At about 9:30 p.m., the police and fire brigade were called to a fire on the upper level of Tangmere House, a block of flats and shops on the estate. Whilst attending the fire, the officers were attacked by rioters and forced to retreat rapidly. A police officer, Constable Keith Blakelock, tripped and fell in the confusion. He was immediately surrounded by rioters, who beat and repeatedly stabbed him in a vicious attack. PC Bl//akelock became the first police officer to be killed in a riot in Britain since 1919. n
The riot tailed off during the night as it started to rain and news of Blakelock’s death spread. The impacts of the riots, however, would last a lot longer than 24 hours. Determined to find Blakelock’s killers, the Metropolitan Police maintained a heavy presence on the Broadwater estate for several months, arresting and questioning over 300 people, many of whom were denied access to a lawyer. The riots led to changes in the police’s tactics and equipment for dealing with riots, and efforts to reengage with the local community.

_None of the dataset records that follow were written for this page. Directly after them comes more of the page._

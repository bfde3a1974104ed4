//! Checker library
//!
//! Independent, idempotent inspection primitives. Each checker returns
//! `Ok(CheckOutcome)` for every expected result, including negative ones
//! such as a missing file or an unparsable document. `Err(CheckError)` is
//! reserved for the unexpected (permission denied, I/O failure while reading)
//! and is turned into a `FAILED` result by the dispatch boundary.
//!
//! # Command execution
//!
//! Commands are run through `sh -c` (Unix) or `cmd /C` (Windows) in the base
//! directory, with a hard timeout. A timed-out or cancelled command is killed
//! together with its process group so no orphan is left behind.

mod command;
mod file;

use std::path::{Path, PathBuf};
use std::time::Duration;

use crate::cancel::CancelToken;
use crate::config::DEFAULT_COMMAND_TIMEOUT;
use crate::models::{Details, TaskResult, TaskStatus};

pub use command::{
    check_command, run_shell_command, CommandOutcome, OUTPUT_PREVIEW_CHARS,
};
pub use file::{
    check_content, check_file_exists, check_file_readable, check_file_size, check_json,
    check_no_conflicts, check_sql, SQL_KEYWORDS,
};

/// Result of a checker that ran to completion.
#[derive(Debug, Clone, PartialEq)]
pub enum CheckOutcome {
    Completed(Details),
    Failed(Details),
    /// Nothing could be decided automatically (manual or unknown shape).
    Pending(Details),
}

impl CheckOutcome {
    pub fn status(&self) -> TaskStatus {
        match self {
            CheckOutcome::Completed(_) => TaskStatus::Completed,
            CheckOutcome::Failed(_) => TaskStatus::Failed,
            CheckOutcome::Pending(_) => TaskStatus::Pending,
        }
    }

    /// `Completed` when `passed`, `Failed` otherwise.
    pub fn from_bool(passed: bool, details: Details) -> Self {
        if passed {
            CheckOutcome::Completed(details)
        } else {
            CheckOutcome::Failed(details)
        }
    }

    pub fn into_result(self) -> TaskResult {
        match self {
            CheckOutcome::Completed(details) => TaskResult::completed(details),
            CheckOutcome::Failed(details) => TaskResult::failed(details),
            CheckOutcome::Pending(details) => TaskResult::pending(details),
        }
    }
}

/// Everything a checker needs besides the task itself.
#[derive(Debug, Clone)]
pub struct CheckContext {
    /// Relative task paths are resolved against this directory; commands run in it.
    pub base_dir: PathBuf,
    pub command_timeout: Duration,
    pub cancel: CancelToken,
}

impl CheckContext {
    pub fn new(base_dir: impl Into<PathBuf>) -> Self {
        Self {
            base_dir: base_dir.into(),
            command_timeout: DEFAULT_COMMAND_TIMEOUT,
            cancel: CancelToken::new(),
        }
    }

    pub fn with_timeout(mut self, timeout: Duration) -> Self {
        self.command_timeout = timeout;
        self
    }

    pub fn with_cancel(mut self, cancel: CancelToken) -> Self {
        self.cancel = cancel;
        self
    }

    /// Absolute paths are used as-is; anything else is joined onto `base_dir`.
    pub fn resolve(&self, path: &str) -> PathBuf {
        let candidate = Path::new(path);
        if candidate.is_absolute() {
            candidate.to_path_buf()
        } else {
            self.base_dir.join(candidate)
        }
    }
}

/// Build a details map from `(key, value)` pairs.
pub fn details<I, K, V>(pairs: I) -> Details
where
    I: IntoIterator<Item = (K, V)>,
    K: Into<String>,
    V: Into<serde_json::Value>,
{
    pairs
        .into_iter()
        .map(|(k, v)| (k.into(), v.into()))
        .collect()
}
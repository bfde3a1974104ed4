//! `taskcheck report`: re-render the Markdown summary of an earlier run

use anyhow::{Context, Result};
use colored::Colorize;
use std::path::{Path, PathBuf};

use crate::config::DEFAULT_SUMMARY_FILE;
use crate::models::RunReport;
use crate::output;
use crate::report;

use super::{print_breakdown, print_totals};

/// Execute the report command
pub fn execute(results_path: &Path, summary_path: Option<&Path>) -> Result<()> {
    let stored = load_results(results_path)?;
    let summary_path = summary_path
        .map(Path::to_path_buf)
        .unwrap_or_else(|| default_summary_path(results_path));

    // Counters are rebuilt from the records so a hand-edited file still adds up.
    let rebuilt = RunReport::from_records(stored.results);
    let generated = report::generate(&rebuilt.progress, &rebuilt.results)
        .context("Failed to render report")?;
    report::write_summary(&summary_path, &generated.markdown)?;

    println!(
        "{} Rendered {} results from {}\n",
        "→".cyan().bold(),
        rebuilt.results.len(),
        results_path.display()
    );
    print_totals(&rebuilt.progress);
    if !rebuilt.progress.by_category.is_empty() {
        println!("\n{}", "By category:".bold());
        print_breakdown(&rebuilt.progress);
    }
    println!(
        "\n{} Summary written to {}",
        "✓".green().bold(),
        summary_path.display()
    );
    Ok(())
}

pub fn load_results(path: &Path) -> Result<RunReport> {
    let content = output::locked_read(path)
        .with_context(|| format!("Failed to read results file: {}", path.display()))?;
    serde_json::from_str(&content)
        .with_context(|| format!("Failed to parse results file: {}", path.display()))
}

fn default_summary_path(results_path: &Path) -> PathBuf {
    results_path
        .parent()
        .map(|dir| dir.join(DEFAULT_SUMMARY_FILE))
        .unwrap_or_else(|| PathBuf::from(DEFAULT_SUMMARY_FILE))
}
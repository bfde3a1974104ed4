pub mod cancel;
pub mod checkers;
pub mod commands;
pub mod config;
pub mod dispatch;
pub mod errors;
pub mod logging;
pub mod manifest;
pub mod models;
pub mod output;
pub mod report;
pub mod runner;
pub mod inspect;
pub mod report;
pub mod run;

use colored::Colorize;

use crate::models::{ProgressSnapshot, TaskStatus};

/// Print the status totals with percentages.
fn print_totals(progress: &ProgressSnapshot) {
    println!("  Total:     {}", progress.total);
    for status in TaskStatus::all() {
        // Pad before colouring; escape codes would throw off the width.
        let label = match status {
            TaskStatus::Completed => format!("{:<11}", "Completed:").green(),
            TaskStatus::Failed => format!("{:<11}", "Failed:").red(),
            TaskStatus::Pending => format!("{:<11}", "Pending:").yellow(),
            TaskStatus::Skipped => format!("{:<11}", "Skipped:").dimmed(),
        };
        println!(
            "  {}{} ({:.1}%)",
            label,
            progress.count(status),
            progress.pct(status)
        );
    }
}

/// Print `total/completed/failed/pending` per category.
fn print_breakdown(progress: &ProgressSnapshot) {
    for (category, counts) in &progress.by_category {
        println!(
            "  {:<24} {:>5} total  {} {:>5}  {} {:>5}  {} {:>5}",
            category,
            counts.total,
            "✓".green(),
            counts.completed,
            "✗".red(),
            counts.failed,
            "⏳".yellow(),
            counts.pending
        );
    }
}
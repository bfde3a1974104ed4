//! Filesystem checkers

use regex::{Regex, RegexBuilder};
use serde_json::{json, Value};
use std::fs;
use std::io::{ErrorKind, Read};
use std::sync::LazyLock;

use super::{CheckContext, CheckOutcome};
use crate::errors::CheckError;
use crate::models::Details;

/// Keywords that make a file look like SQL. Matched case-insensitively as
/// plain substrings.
pub const SQL_KEYWORDS: [&str; 6] = ["CREATE", "INSERT", "SELECT", "ALTER", "DROP", "GRANT"];

static SQL_PATTERN: LazyLock<Regex> = LazyLock::new(|| {
    RegexBuilder::new(&SQL_KEYWORDS.join("|"))
        .case_insensitive(true)
        .build()
        .expect("SQL keyword alternation must compile")
});

const CONFLICT_MARKERS: [&str; 2] = ["<<<<<<<", ">>>>>>>"];

const READABLE_PROBE_BYTES: usize = 100;

/// `Completed` iff the resolved path exists.
pub fn check_file_exists(path: &str, ctx: &CheckContext) -> Result<CheckOutcome, CheckError> {
    let full_path = ctx.resolve(path);
    let exists = full_path
        .try_exists()
        .map_err(|e| CheckError::io(&full_path, e))?;

    Ok(CheckOutcome::from_bool(
        exists,
        file_details(path, [("file_exists", json!(exists))]),
    ))
}

/// `Completed` iff the file exists and is larger than zero bytes.
pub fn check_file_size(path: &str, ctx: &CheckContext) -> Result<CheckOutcome, CheckError> {
    let full_path = ctx.resolve(path);
    match fs::metadata(&full_path) {
        Ok(meta) => {
            let size = meta.len();
            Ok(CheckOutcome::from_bool(
                size > 0,
                file_details(
                    path,
                    [("file_exists", json!(true)), ("file_size", json!(size))],
                ),
            ))
        }
        Err(e) if e.kind() == ErrorKind::NotFound => Ok(missing(path, [])),
        Err(e) => Err(CheckError::io(&full_path, e)),
    }
}

/// `Completed` iff `needle` occurs in the file's text.
///
/// Bytes that are not valid UTF-8 are replaced rather than failing the check.
pub fn check_content(
    path: &str,
    needle: &str,
    ctx: &CheckContext,
) -> Result<CheckOutcome, CheckError> {
    let Some(content) = read_text(path, ctx)? else {
        return Ok(missing(path, [("content_found", json!(false))]));
    };

    let found = content.contains(needle);
    Ok(CheckOutcome::from_bool(
        found,
        file_details(
            path,
            [("file_exists", json!(true)), ("content_found", json!(found))],
        ),
    ))
}

/// `Completed` iff the file parses as JSON.
pub fn check_json(path: &str, ctx: &CheckContext) -> Result<CheckOutcome, CheckError> {
    let full_path = ctx.resolve(path);
    let bytes = match fs::read(&full_path) {
        Ok(bytes) => bytes,
        Err(e) if e.kind() == ErrorKind::NotFound => {
            return Ok(missing(path, [("json_valid", json!(false))]))
        }
        Err(e) => return Err(CheckError::io(&full_path, e)),
    };

    // IgnoredAny validates the syntax without building a document tree.
    match serde_json::from_slice::<serde::de::IgnoredAny>(&bytes) {
        Ok(_) => Ok(CheckOutcome::Completed(file_details(
            path,
            [("file_exists", json!(true)), ("json_valid", json!(true))],
        ))),
        Err(e) => Ok(CheckOutcome::Failed(file_details(
            path,
            [
                ("file_exists", json!(true)),
                ("json_valid", json!(false)),
                ("json_error", json!(e.to_string())),
            ],
        ))),
    }
}

/// `Completed` iff the file mentions at least one of [`SQL_KEYWORDS`].
pub fn check_sql(path: &str, ctx: &CheckContext) -> Result<CheckOutcome, CheckError> {
    let Some(content) = read_text(path, ctx)? else {
        return Ok(missing(path, [("sql_keywords_found", json!([]))]));
    };

    let mut found: Vec<String> = SQL_PATTERN
        .find_iter(&content)
        .map(|m| m.as_str().to_uppercase())
        .collect();
    found.sort();
    found.dedup();

    Ok(CheckOutcome::from_bool(
        !found.is_empty(),
        file_details(
            path,
            [
                ("file_exists", json!(true)),
                ("sql_keywords_found", json!(found)),
            ],
        ),
    ))
}

/// `Completed` iff the file exists and carries no merge conflict markers.
pub fn check_no_conflicts(path: &str, ctx: &CheckContext) -> Result<CheckOutcome, CheckError> {
    let Some(content) = read_text(path, ctx)? else {
        return Ok(missing(path, []));
    };

    let has_markers = CONFLICT_MARKERS.iter().any(|m| content.contains(m));
    Ok(CheckOutcome::from_bool(
        !has_markers,
        file_details(
            path,
            [
                ("file_exists", json!(true)),
                ("conflict_markers", json!(has_markers)),
            ],
        ),
    ))
}

/// `Completed` iff the file can be opened and its first bytes read.
pub fn check_file_readable(path: &str, ctx: &CheckContext) -> Result<CheckOutcome, CheckError> {
    let full_path = ctx.resolve(path);
    let mut head = [0u8; READABLE_PROBE_BYTES];
    let readable = fs::File::open(&full_path).and_then(|mut file| file.read(&mut head));

    match readable {
        Ok(_) => Ok(CheckOutcome::Completed(file_details(
            path,
            [("file_exists", json!(true)), ("file_readable", json!(true))],
        ))),
        Err(e) if e.kind() == ErrorKind::NotFound => {
            Ok(missing(path, [("file_readable", json!(false))]))
        }
        Err(e) => {
            let exists = full_path.exists();
            Ok(CheckOutcome::Failed(file_details(
                path,
                [
                    ("file_exists", json!(exists)),
                    ("file_readable", json!(false)),
                    ("read_error", json!(e.to_string())),
                ],
            )))
        }
    }
}

/// Read a file as lossy UTF-8; `None` when it does not exist.
fn read_text(path: &str, ctx: &CheckContext) -> Result<Option<String>, CheckError> {
    let full_path = ctx.resolve(path);
    match fs::read(&full_path) {
        Ok(bytes) => Ok(Some(String::from_utf8_lossy(&bytes).into_owned())),
        Err(e) if e.kind() == ErrorKind::NotFound => Ok(None),
        Err(e) => Err(CheckError::io(&full_path, e)),
    }
}

fn file_details<const N: usize>(path: &str, extra: [(&str, Value); N]) -> Details {
    let mut details = Details::new();
    details.insert("file_path".to_string(), json!(path));
    for (key, value) in extra {
        details.insert(key.to_string(), value);
    }
    details
}

fn missing<const N: usize>(path: &str, extra: [(&str, Value); N]) -> CheckOutcome {
    let mut details = file_details(path, extra);
    details.insert("file_exists".to_string(), json!(false));
    CheckOutcome::Failed(details)
}
//! `summary.md` rendering

use chrono::{DateTime, Utc};
use std::collections::BTreeMap;
use std::fmt::Write;

use crate::models::{ProgressSnapshot, TaskRecord, TaskStatus};

/// Items listed per (status, category) group before eliding the rest.
const ITEMS_PER_GROUP: usize = 10;

const DESCRIPTION_CHARS: usize = 60;

pub fn render(
    progress: &ProgressSnapshot,
    results: &[TaskRecord],
    generated: DateTime<Utc>,
) -> String {
    let mut out = String::new();

    let _ = writeln!(out, "# Task Verification Summary\n");
    let _ = writeln!(
        out,
        "**Generated:** {}\n",
        generated.format("%Y-%m-%d %H:%M:%S UTC")
    );
    if let Some(last) = progress.last_processed_index {
        let _ = writeln!(out, "**Last processed index:** {last}\n");
    }

    out.push_str("## Statistics\n\n");
    let _ = writeln!(out, "- **Total Tasks:** {}", progress.total);
    for status in TaskStatus::all() {
        let _ = writeln!(
            out,
            "- **{}:** {} ({:.1}%)",
            status_title(status),
            progress.count(status),
            progress.pct(status)
        );
    }
    out.push('\n');

    render_categories(&mut out, progress);

    for status in TaskStatus::all() {
        render_status_group(&mut out, status, progress.count(status), results);
    }

    out
}

fn render_categories(out: &mut String, progress: &ProgressSnapshot) {
    out.push_str("## Category Breakdown\n\n");
    if progress.by_category.is_empty() {
        out.push_str("_No tasks processed._\n\n");
        return;
    }

    out.push_str("| Category | Total | Completed | Failed | Pending | Skipped | Completed % | Failed % |\n");
    out.push_str("|---|---:|---:|---:|---:|---:|---:|---:|\n");
    for (category, counts) in &progress.by_category {
        let _ = writeln!(
            out,
            "| {} | {} | {} | {} | {} | {} | {:.1}% | {:.1}% |",
            category,
            counts.total,
            counts.completed,
            counts.failed,
            counts.pending,
            counts.skipped,
            counts.completed_pct(),
            counts.failed_pct()
        );
    }
    out.push('\n');
}

fn render_status_group(out: &mut String, status: TaskStatus, count: usize, results: &[TaskRecord]) {
    let _ = writeln!(out, "## {} Tasks ({})\n", status_title(status), count);

    let mut by_category: BTreeMap<&str, Vec<&TaskRecord>> = BTreeMap::new();
    for record in results.iter().filter(|r| r.status() == status) {
        by_category
            .entry(record.category.as_str())
            .or_default()
            .push(record);
    }

    if by_category.is_empty() {
        out.push_str("- None\n\n");
        return;
    }

    for (category, records) in by_category {
        let _ = writeln!(
            out,
            "### {} ({} tasks)\n",
            category_title(category),
            records.len()
        );
        for record in records.iter().take(ITEMS_PER_GROUP) {
            let _ = writeln!(out, "{}", item_line(status, record));
        }
        if records.len() > ITEMS_PER_GROUP {
            let _ = writeln!(out, "- ... and {} more", records.len() - ITEMS_PER_GROUP);
        }
        out.push('\n');
    }
}

fn item_line(status: TaskStatus, record: &TaskRecord) -> String {
    let mut line = format!("- {} `{}`", status_marker(status), record.id);
    let description = truncate(&record.description, DESCRIPTION_CHARS);
    if !description.is_empty() {
        let _ = write!(line, ": {description}");
    }

    if status == TaskStatus::Failed {
        let reason = record
            .result
            .details
            .get("error")
            .or_else(|| record.result.details.get("note"))
            .and_then(|v| v.as_str());
        if let Some(reason) = reason {
            let _ = write!(line, " ({reason})");
        }
    }
    line
}

fn status_title(status: TaskStatus) -> &'static str {
    match status {
        TaskStatus::Completed => "Completed",
        TaskStatus::Failed => "Failed",
        TaskStatus::Pending => "Pending",
        TaskStatus::Skipped => "Skipped",
    }
}

fn status_marker(status: TaskStatus) -> &'static str {
    match status {
        TaskStatus::Completed => "✓",
        TaskStatus::Failed => "✗",
        TaskStatus::Pending => "⏳",
        TaskStatus::Skipped => "→",
    }
}

/// `build_tasks` → `Build Tasks`.
fn category_title(category: &str) -> String {
    category
        .split(['_', '-', ' '])
        .filter(|w| !w.is_empty())
        .map(|word| {
            let mut chars = word.chars();
            match chars.next() {
                Some(first) => first.to_uppercase().chain(chars).collect(),
                None => String::new(),
            }
        })
        .collect::<Vec<String>>()
        .join(" ")
}

fn truncate(text: &str, max: usize) -> String {
    let text = text.trim();
    if text.chars().count() <= max {
        text.to_string()
    } else {
        let head: String = text.chars().take(max).collect();
        format!("{head}...")
    }
}
//! End-to-end tests for taskcheck
//!
//! Library-level scenarios drive the runner directly; CLI tests spawn the
//! built binary to check exit codes and output files.

pub mod cli;
pub mod fixtures;
pub mod helpers;
pub mod interrupt;
pub mod scenarios;

pub use fixtures::*;
pub use helpers::*;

Six people were eventually charged with the murder of Keith Blakelock; although the investigation and ensuing court cases were severely hampered by officers who were willing to cut corners and ignore the law. Three children had their cases dismissed after a judge ruled that they had been held and questioned inappropriately. Three adults, Winston Silcott, and Engin Raghip and Mark Braithwaite, were convicted and sentenced to life imprisonment despite there being no witnesses and no forensic evidence. All three were cleared by the Court of Appeals in November 1991. In July 2013, a man named Nicholas Jacobs was charged with Blakelock’s murder, but was cleared at trial.
Neither Cynthia Jarrett nor Keith Blakelock have received justice for what happened to them. Although from different ‘sides’ of the conflict, both were victims of an institutionally racist society that was creating tension between those in authority and communities in London and across Britain. We are kidding ourselves if we think these tensions no longer exist, and the Broadwater Farm Riots are a stark reminder of the danger of overlooking such problems.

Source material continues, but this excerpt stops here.